フィルム時代は写真というのがあまり一般的なものではありませんでした。季節ごと、行事があるときにぐらいにしか写真を撮ることがなかったので、なかなか技術や経験値が上がらなく、あれ、どう撮るんだったけ。以前はこんな感じで撮ったらいい雰囲気の写真になったような・・・・。といった感じで撮る人がほとんどでした。フィルムなのでその場で確認することもできなかったので、こうやって取ったらこうなるというのが分かりにくかったのもその原因です。

そういった時代に写真にこだわりながら旅をしていると、知り合った旅人などから「いい写真ってどうやって撮ったらいいですか?」などと質問される事がちょくちょくありました。好きでやっている趣味を他人にレクチャーするというのは少々気持ちのいい事ではありますが、正直言ってこの手の質問は苦手というか、あまり歓迎できませんでした。

なぜなら、「いい写真」って・・・、教則本的な良い写真ということだろうか。テクニックを駆使した技術的に素晴らしい写真のことだろうか。絵葉書のようなきれいな写真なのだろうか。それともいわゆる考えさせられるような芸術的な写真の事だろうか。単純に後で写真を見たときに思い出が鮮明によみがえるような写真の事でいいのかな・・・。

といった感じで、「いい写真」というのにも色々なバリエーションがあります。だから「いい写真」の撮り方なんていう質問は漠然とし過ぎていて、一言で簡潔に答えられるものではありません。

原爆ドームの写真
原爆ドーム

平和の象徴に親子が入るとより平和な印象になります。

それに私が「いい写真」と思ったものが世間一般的に「いい写真」とは限らないし、仮に「いい写真」とされていたとしてもその人にとっての「いい写真」であるとは限りません。

会ったばかりの人に自分自身の世界観を駆使して「いい写真」のなんたるやを説明するのはおこがましい感じがするし、当たり障りなく説明するのもそれはそれで話が長くなりそうだし・・・と、どう説明していいのか困ってしまうといった訳です。

更にこういった類の質問をするのは初心者の人や話ついで的な人が多いので、こっちが熱を入れて詳しく話しても話半分といった感じで、途中で飽きられたり、理解してもらえないことが多かったりします。

そもそも・・・ちょっと話を聞いて「いい写真」を撮ろうというのは少々虫のいい話です。例えば女性の方でめったに料理をしたことのない男性の人に料理を上達する方法を尋ねられたらどう答えますか。返答に困って、計量をきちんとするとか、いい器具を使うとか、灰汁をまめに取るといったようなありきたりに答えるはずです。

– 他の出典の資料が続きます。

use std::sync::Arc;
use std::time::Duration;
use anyhow::Result;
use clap::Parser;
use tokio::sync::broadcast::error::RecvError;
use tracing::{debug, error, info, warn};

mod buffer;
mod camera_loop;
mod clip;
mod config;
mod control;
mod database;
mod detector;
mod errors;
mod finalizer;
mod frame;
mod mqtt;
mod notifier;
mod presence;
mod processing;
mod recorder;
mod recording;
mod registry;
mod signal;
mod source;
mod supervisor;
mod transcoder;
mod utils;
#[cfg(test)]
mod test_support;

use camera_loop::{LoopSettings, PipelineContext};
use clip::MjpegClipStore;
use config::Config;
use database::{RecordingQuery, RecordingStore, SqliteRecordingStore};
use detector::{Detector, DetectorPool, HttpDetector};
use finalizer::Finalizer;
use mqtt::MqttPublisher;
use notifier::{BroadcastNotifier, Event, Notifier, NotifierSet};
use presence::CsvDetectionLog;
use processing::{ModeSwitch, ProcessingMode};
use recorder::{RecorderContext, RecorderSettings};
use registry::DirectoryRegistry;
use source::FfmpegSource;
use supervisor::Supervisor;
use transcoder::{FfmpegTranscoder, Transcoder};

#[derive(Parser, Debug)]
#[command(name = "vigilnet", about = "Multi-camera supervisor with detection-triggered recording")]
struct Args {
    /// Configuration file (TOML or JSON)
    #[arg(short, long, default_value = "config.toml")]
    config: String,

    /// Log filter, overrides RUST_LOG
    #[arg(long)]
    log_level: Option<String>,

    /// Processing mode at startup, overrides the configuration
    #[arg(long, value_enum)]
    mode: Option<ProcessingMode>,

    /// Print stored recordings and exit
    #[arg(long)]
    list_recordings: bool,
}

fn init_tracing(log_level: Option<&str>) {
    let filter = match log_level {
        Some(level) => tracing_subscriber::EnvFilter::new(level),
        None => tracing_subscriber::EnvFilter::try_from_default_env()
            .unwrap_or_else(|_| tracing_subscriber::EnvFilter::new("vigilnet=debug,info")),
    };
    tracing_subscriber::fmt().with_env_filter(filter).init();
}

/// Log what the core publishes; previews are too chatty for anything above trace
fn spawn_event_logger(notifier: &BroadcastNotifier) {
    let mut events = notifier.subscribe();
    tokio::spawn(async move {
        loop {
            match events.recv().await {
                Ok(Event::Preview { .. }) => {}
                Ok(Event::FeedStatus { camera_id, status }) => debug!("[{}] feed {}", camera_id, status),
                Ok(Event::Recording { camera_id, status }) => info!("[{}] recording {:?}", camera_id, status),
                Ok(Event::RecordingSaved { camera_id, recording_id, file_path }) => {
                    info!("[{}] recording {} saved to {}", camera_id, recording_id, file_path)
                }
                Ok(Event::DetectionLog(entry)) => info!(
                    "[{}] {} detected ({:.2}) in frame {}",
                    entry.camera_id, entry.label, entry.confidence, entry.frame_id
                ),
                Err(RecvError::Lagged(skipped)) => debug!("Event logger skipped {} events", skipped),
                Err(RecvError::Closed) => break,
            }
        }
    });
}

/// Periodically log what every running camera is doing
fn spawn_status_heartbeat(supervisor: Arc<Supervisor>, every: Duration) {
    tokio::spawn(async move {
        let mut ticker = tokio::time::interval(every);
        ticker.tick().await;
        loop {
            ticker.tick().await;
            for camera_id in supervisor.running_cameras().await {
                if let Some(snapshot) = supervisor.snapshot(&camera_id).await {
                    info!(
                        "[{}] feed {:?}, recording {:?}, {} frames processed, {} buffered, streaks {}/{}",
                        camera_id,
                        snapshot.feed_status,
                        snapshot.recording_phase,
                        snapshot.frames_processed,
                        snapshot.buffered_frames,
                        snapshot.detection_streak,
                        snapshot.no_detection_streak
                    );
                }
            }
        }
    });
}

async fn list_recordings(store: &dyn RecordingStore) -> Result<()> {
    let recordings = store.list_recordings(&RecordingQuery::default()).await?;
    if recordings.is_empty() {
        println!("No recordings");
    }
    for recording in recordings {
        println!(
            "{:>6}  camera {:<12} {} -> {}  {}",
            recording.id,
            recording.camera_id,
            recording.start_time.format("%Y-%m-%d %H:%M:%S"),
            recording.end_time.format("%H:%M:%S"),
            recording.file_path
        );
    }
    Ok(())
}

#[tokio::main]
async fn main() -> Result<()> {
    let args = Args::parse();
    init_tracing(args.log_level.as_deref());

    let config = Config::load(&args.config).unwrap_or_else(|e| {
        warn!("Could not load {} ({}), using default configuration", args.config, e);
        Config::default()
    });

    let store = Arc::new(SqliteRecordingStore::new(&config.recording.database_path).await?);
    store.initialize().await?;

    if args.list_recordings {
        return list_recordings(store.as_ref()).await;
    }

    let mode = args.mode.unwrap_or(config.processing.mode);
    info!("Processing mode: {}", mode);
    let modes = ModeSwitch::new(mode);
    if let Err(e) = control::watch_config_mode(&args.config, modes.clone()) {
        error!("Runtime mode changes from {} disabled: {}", args.config, e);
    }

    let broadcast = BroadcastNotifier::new(1024);
    spawn_event_logger(&broadcast);
    let mut notifiers = NotifierSet::new().with(Arc::new(broadcast.clone()));

    if let Some(mqtt_config) = config.mqtt.clone().filter(|m| m.enabled) {
        match MqttPublisher::new(mqtt_config) {
            Ok(publisher) => notifiers = notifiers.with(Arc::new(publisher.start(modes.clone()))),
            Err(e) => error!("Failed to initialize MQTT: {}", e),
        }
    }
    if !config.processing.detection_log.is_empty() {
        let (csv_log, _) = CsvDetectionLog::spawn(&config.processing.detection_log);
        info!("Writing detections to {}", config.processing.detection_log);
        notifiers = notifiers.with(Arc::new(csv_log));
    }
    info!("Publishing events to {} notifiers", notifiers.len());
    let notifier: Arc<dyn Notifier> = Arc::new(notifiers);

    let detector_config = config.detector.clone();
    let detectors = DetectorPool::from_factory(config.detector.pool_size, |_| {
        Ok(Box::new(HttpDetector::new(&detector_config)?) as Box<dyn Detector>)
    })?;
    info!("Detector pool ready with {} workers", detectors.size());

    let transcoder: Option<Arc<dyn Transcoder>> = if config.transcoding.enabled {
        Some(Arc::new(FfmpegTranscoder::new(&config.transcoding, config.recording.recording_fps)))
    } else {
        info!("Transcoding disabled, raw clips will be kept");
        None
    };
    let finalizer = Finalizer::new(transcoder, store.clone(), notifier.clone());

    let ctx = Arc::new(PipelineContext {
        source: Arc::new(FfmpegSource::new(config.stream.clone())),
        detectors: Arc::new(detectors),
        notifier,
        recorder: RecorderContext {
            clip_store: Arc::new(MjpegClipStore::new(&config.recording.output_dir)),
            finalizer: finalizer.clone(),
            settings: RecorderSettings::from_config(&config.recording),
        },
        modes,
        settings: LoopSettings::from_config(&config),
    });
    let supervisor = Arc::new(Supervisor::new(ctx));

    let registry = DirectoryRegistry::new(&config.cameras_directory);
    let started = supervisor.start_from_registry(&registry).await?;
    info!("Started {} cameras from '{}'", started, config.cameras_directory);

    spawn_status_heartbeat(supervisor.clone(), Duration::from_secs(60));

    match registry.watch() {
        Ok(events) => {
            tokio::spawn(supervisor.clone().follow_registry(events));
        }
        Err(e) => error!("Camera directory watching disabled: {}", e),
    }

    tokio::signal::ctrl_c().await?;
    info!("Shutdown requested, stopping cameras");

    supervisor.stop_all().await;
    finalizer.flush().await;
    info!("All recordings saved, exiting");

    Ok(())
}
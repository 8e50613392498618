//! Configuration of the dynamics.

#[cfg(feature = "serde-serialize")]
use serde::{Deserialize, Serialize};

use crate::coupling::NetWeights;
use crate::error::{ConfigError, ShapeError, ShapeKind};
use crate::group::{Group, GroupKind, Manifold};
use crate::Real;

/// Configuration of [`super::Dynamics`].
///
/// [`DynamicsConfig::new`] checks the sizes and the step size, the complete check
/// ([`DynamicsConfig::validate`]) is done again by [`super::Dynamics::new`] such that
/// configurations built with the `with_*` methods or deserialized are also checked.
///
/// # Example
/// ```
/// # use std::error::Error;
/// #
/// # fn main() -> Result<(), Box<dyn Error>> {
/// use lattice_l2hmc::dynamics::DynamicsConfig;
/// use lattice_l2hmc::group::GroupKind;
///
/// let config = DynamicsConfig::new(GroupKind::U1, 64, 10, 0.05_f64)?
///     .with_ncp(true)
///     .with_verbose(true);
/// config.validate()?;
///
/// let su3 = DynamicsConfig::new(GroupKind::Su3, 4 * 18, 10, 0.05_f64)?;
/// // learned updates are not exactly invertible on SU(3)
/// assert!(su3.validate().is_err());
/// su3.with_hmc(true).validate()?;
/// #     Ok(())
/// # }
/// ```
#[derive(Clone, Debug, PartialEq)]
#[cfg_attr(feature = "serde-serialize", derive(Serialize, Deserialize))]
pub struct DynamicsConfig {
    group: GroupKind,
    xdim: usize,
    nleapfrog: usize,
    eps: Real,
    #[cfg_attr(feature = "serde-serialize", serde(default))]
    eps_hmc: Option<Real>,
    #[cfg_attr(feature = "serde-serialize", serde(default))]
    eps_fixed: bool,
    #[cfg_attr(feature = "serde-serialize", serde(default))]
    use_ncp: bool,
    #[cfg_attr(feature = "serde-serialize", serde(default))]
    verbose: bool,
    #[cfg_attr(feature = "serde-serialize", serde(default))]
    hmc: bool,
    #[cfg_attr(feature = "serde-serialize", serde(default))]
    merge_directions: bool,
    #[cfg_attr(feature = "serde-serialize", serde(default))]
    zero_masks: bool,
    #[cfg_attr(feature = "serde-serialize", serde(default))]
    use_separate_networks: bool,
    #[cfg_attr(feature = "serde-serialize", serde(default))]
    use_split_xnets: bool,
    #[cfg_attr(feature = "serde-serialize", serde(default))]
    compute_hmc_acceptance: bool,
    #[cfg_attr(feature = "serde-serialize", serde(default))]
    net_weights: NetWeights,
}

/// Step sizes must be finite and strictly positive.
pub(crate) fn check_step_size(eps: Real) -> Result<(), ConfigError> {
    if eps.is_finite() && eps > 0_f64 {
        Ok(())
    }
    else {
        Err(ConfigError::NonPositiveStepSize(eps))
    }
}

impl DynamicsConfig {
    /// Create a configuration with every option off.
    ///
    /// # Errors
    /// - [`ConfigError::ZeroLeapfrog`] if `nleapfrog == 0`;
    /// - [`ConfigError::ZeroDimension`] or [`ConfigError::IncompatibleDimension`] if `xdim`
    ///   cannot hold group elements;
    /// - [`ConfigError::NonPositiveStepSize`] if `eps` is not strictly positive.
    pub fn new(group: GroupKind, xdim: usize, nleapfrog: usize, eps: Real) -> Result<Self, ConfigError> {
        let config = Self {
            group,
            xdim,
            nleapfrog,
            eps,
            eps_hmc: None,
            eps_fixed: false,
            use_ncp: false,
            verbose: false,
            hmc: false,
            merge_directions: false,
            zero_masks: false,
            use_separate_networks: false,
            use_split_xnets: false,
            compute_hmc_acceptance: false,
            net_weights: NetWeights::default(),
        };
        config.validate_sizes()?;
        Ok(config)
    }

    /// Check the sizes and the step sizes.
    fn validate_sizes(&self) -> Result<(), ConfigError> {
        if self.nleapfrog == 0 {
            return Err(ConfigError::ZeroLeapfrog);
        }
        Manifold::from(self.group).check_dim(self.xdim)?;
        check_step_size(self.eps)?;
        check_step_size(self.eps_hmc())
    }

    /// Check the whole configuration.
    ///
    /// # Errors
    /// Same errors as [`DynamicsConfig::new`] and
    /// - [`ConfigError::NcpRequiresAngularGroup`] if NCP updates are asked on a non angular group;
    /// - [`ConfigError::NonInvertibleConfiguration`] if learned updates are asked on SU(3).
    pub fn validate(&self) -> Result<(), ConfigError> {
        self.validate_sizes()?;
        let group = Manifold::from(self.group);
        if self.use_ncp && !group.is_angular() {
            return Err(ConfigError::NcpRequiresAngularGroup(self.group));
        }
        if !self.hmc && self.group == GroupKind::Su3 {
            return Err(ConfigError::NonInvertibleConfiguration(self.group));
        }
        Ok(())
    }

    getter_copy!(
        /// The group of the positions.
        pub const,
        group,
        GroupKind
    );

    getter_copy!(
        /// Number of reals of a position.
        pub const,
        xdim,
        usize
    );

    getter_copy!(
        /// Number of leapfrog steps of a trajectory.
        pub const,
        nleapfrog,
        usize
    );

    getter_copy!(
        /// Initial step size of the learned leapfrog.
        pub const,
        eps,
        Real
    );

    /// Step size of the plain HMC leapfrog, defaults to [`DynamicsConfig::eps`].
    #[must_use]
    #[inline]
    pub fn eps_hmc(&self) -> Real {
        self.eps_hmc.unwrap_or(self.eps)
    }

    getter_copy!(
        /// Whether the step sizes keep the value [`DynamicsConfig::eps`] instead of being trained.
        pub const,
        eps_fixed,
        bool
    );

    getter_copy!(
        /// Whether position updates on angles use the angle preserving (NCP) transform.
        pub const,
        use_ncp,
        bool
    );

    getter_copy!(
        /// Whether the trajectories record a per step history.
        pub const,
        verbose,
        bool
    );

    getter_copy!(
        /// Whether the dynamics is plain HMC.
        pub const,
        hmc,
        bool
    );

    getter_copy!(
        /// Whether a transition runs forward then backward with one momentum draw.
        pub const,
        merge_directions,
        bool
    );

    getter_copy!(
        /// Whether the masks are all zero.
        pub const,
        zero_masks,
        bool
    );

    getter_copy!(
        /// Whether there is one set of networks per leapfrog step.
        pub const,
        use_separate_networks,
        bool
    );

    getter_copy!(
        /// Whether the two position half-updates use different networks.
        /// Only used with [`DynamicsConfig::use_separate_networks`].
        pub const,
        use_split_xnets,
        bool
    );

    getter_copy!(
        /// Whether the plain HMC acceptance is computed alongside the learned one.
        pub const,
        compute_hmc_acceptance,
        bool
    );

    getter_copy!(
        /// The weights applied on the coupling outputs.
        pub const,
        net_weights,
        NetWeights
    );

    /// Set the plain HMC step size.
    #[must_use]
    pub const fn with_eps_hmc(mut self, eps_hmc: Real) -> Self {
        self.eps_hmc = Some(eps_hmc);
        self
    }

    /// Set [`DynamicsConfig::eps_fixed`].
    #[must_use]
    pub const fn with_eps_fixed(mut self, eps_fixed: bool) -> Self {
        self.eps_fixed = eps_fixed;
        self
    }

    /// Set [`DynamicsConfig::use_ncp`].
    #[must_use]
    pub const fn with_ncp(mut self, use_ncp: bool) -> Self {
        self.use_ncp = use_ncp;
        self
    }

    /// Set [`DynamicsConfig::verbose`].
    #[must_use]
    pub const fn with_verbose(mut self, verbose: bool) -> Self {
        self.verbose = verbose;
        self
    }

    /// Set [`DynamicsConfig::hmc`].
    #[must_use]
    pub const fn with_hmc(mut self, hmc: bool) -> Self {
        self.hmc = hmc;
        self
    }

    /// Set [`DynamicsConfig::merge_directions`].
    #[must_use]
    pub const fn with_merge_directions(mut self, merge_directions: bool) -> Self {
        self.merge_directions = merge_directions;
        self
    }

    /// Set [`DynamicsConfig::zero_masks`].
    #[must_use]
    pub const fn with_zero_masks(mut self, zero_masks: bool) -> Self {
        self.zero_masks = zero_masks;
        self
    }

    /// Set [`DynamicsConfig::use_separate_networks`].
    #[must_use]
    pub const fn with_separate_networks(mut self, use_separate_networks: bool) -> Self {
        self.use_separate_networks = use_separate_networks;
        self
    }

    /// Set [`DynamicsConfig::use_split_xnets`].
    #[must_use]
    pub const fn with_split_xnets(mut self, use_split_xnets: bool) -> Self {
        self.use_split_xnets = use_split_xnets;
        self
    }

    /// Set [`DynamicsConfig::compute_hmc_acceptance`].
    #[must_use]
    pub const fn with_hmc_acceptance(mut self, compute_hmc_acceptance: bool) -> Self {
        self.compute_hmc_acceptance = compute_hmc_acceptance;
        self
    }

    /// Set [`DynamicsConfig::net_weights`].
    #[must_use]
    pub const fn with_net_weights(mut self, net_weights: NetWeights) -> Self {
        self.net_weights = net_weights;
        self
    }
}

/// Inverse coupling of a batch: one value for every chain or one value per chain.
#[derive(Clone, Debug, PartialEq)]
#[cfg_attr(feature = "serde-serialize", derive(Serialize, Deserialize))]
pub enum Beta {
    /// Same value for every chain.
    Scalar(Real),
    /// One value per chain.
    PerSample(Vec<Real>),
}

impl Beta {
    /// Check that there is a value for each of the `batch` chains.
    ///
    /// # Errors
    /// Returns a [`ShapeError`] if [`Beta::PerSample`] does not have `batch` values.
    pub fn check(&self, batch: usize) -> Result<(), ShapeError> {
        match self {
            Self::Scalar(_) => Ok(()),
            Self::PerSample(betas) => ShapeError::check(ShapeKind::Beta, batch, betas.len()),
        }
    }

    /// Value of the chain `index`.
    #[must_use]
    pub fn get(&self, index: usize) -> Option<Real> {
        match self {
            Self::Scalar(beta) => Some(*beta),
            Self::PerSample(betas) => betas.get(index).copied(),
        }
    }
}

impl From<Real> for Beta {
    fn from(beta: Real) -> Self {
        Self::Scalar(beta)
    }
}

impl From<Vec<Real>> for Beta {
    fn from(betas: Vec<Real>) -> Self {
        Self::PerSample(betas)
    }
}

#[cfg(test)]
mod test {
    use super::*;

    #[test]
    fn validation() {
        assert_eq!(
            DynamicsConfig::new(GroupKind::U1, 8, 0, 0.1_f64),
            Err(ConfigError::ZeroLeapfrog)
        );
        assert_eq!(
            DynamicsConfig::new(GroupKind::U1, 8, 2, 0_f64),
            Err(ConfigError::NonPositiveStepSize(0_f64))
        );
        assert!(DynamicsConfig::new(GroupKind::U1, 8, 2, f64::NAN).is_err());
        assert!(DynamicsConfig::new(GroupKind::Su3, 17, 2, 0.1_f64).is_err());
        let config = DynamicsConfig::new(GroupKind::Euclidean, 8, 2, 0.1_f64).unwrap();
        assert_eq!(
            config.clone().with_ncp(true).validate(),
            Err(ConfigError::NcpRequiresAngularGroup(GroupKind::Euclidean))
        );
        assert!(config.clone().with_eps_hmc(-1_f64).validate().is_err());
        assert_eq!(config.eps_hmc(), 0.1_f64);
        assert_eq!(config.with_eps_hmc(0.2_f64).eps_hmc(), 0.2_f64);
        let su3 = DynamicsConfig::new(GroupKind::Su3, 18, 2, 0.1_f64).unwrap();
        assert_eq!(
            su3.validate(),
            Err(ConfigError::NonInvertibleConfiguration(GroupKind::Su3))
        );
        assert!(su3.with_hmc(true).validate().is_ok());
    }

    #[test]
    fn beta() {
        assert!(Beta::from(1_f64).check(10).is_ok());
        let beta = Beta::from(vec![1_f64, 2_f64]);
        assert!(beta.check(3).is_err());
        assert_eq!(beta.get(1), Some(2_f64));
        assert_eq!(beta.get(2), None);
    }
}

もし普段から料理をしていて、もっと上達させたいと思っている人なら、こんな漠然とした質問はしてこないはずです。少なくともカレーのおいしい作り方は?具材は何がいい?といった具体的な料理名を出したり、ほうれん草の簡単で美味しい調理法って何かある?といった例を挙げるはずです。

写真でも同じ事で、「いい写真」を撮る努力をしていていれば自ずと問題点や疑問点が見つかり、質問自体がもっと具体的になるはずです。

とまあ、「いい写真を撮りたければいい写真を撮る努力をすればいいんだよ。」といった話になってしまうし、それでは話が面白くなるはずもなく、結局「手軽に聞いてくれるなよ・・・。」となってしまうことが多かったです。

私的にはあまりいい印象のない「いい写真」の話ですが、何度もこういった質問をされたり、色々と人に写真を見せられたり、他の人に指摘されたりして思うことも多々あるので、「旅のいい写真」というのをテーマにしてみました。

宮島の大鳥居の写真
宮島の大鳥居

夕日、潮位といった時間帯で印象が変わります。

2、いい写真ってどんな写真

まず世間一般にいう「いい写真」というのはどういった写真の事なのでしょう。旅に限らず普通に写真のことを考えると、プロの写真家、いわゆる専門家が撮った写真が「いい写真」になります。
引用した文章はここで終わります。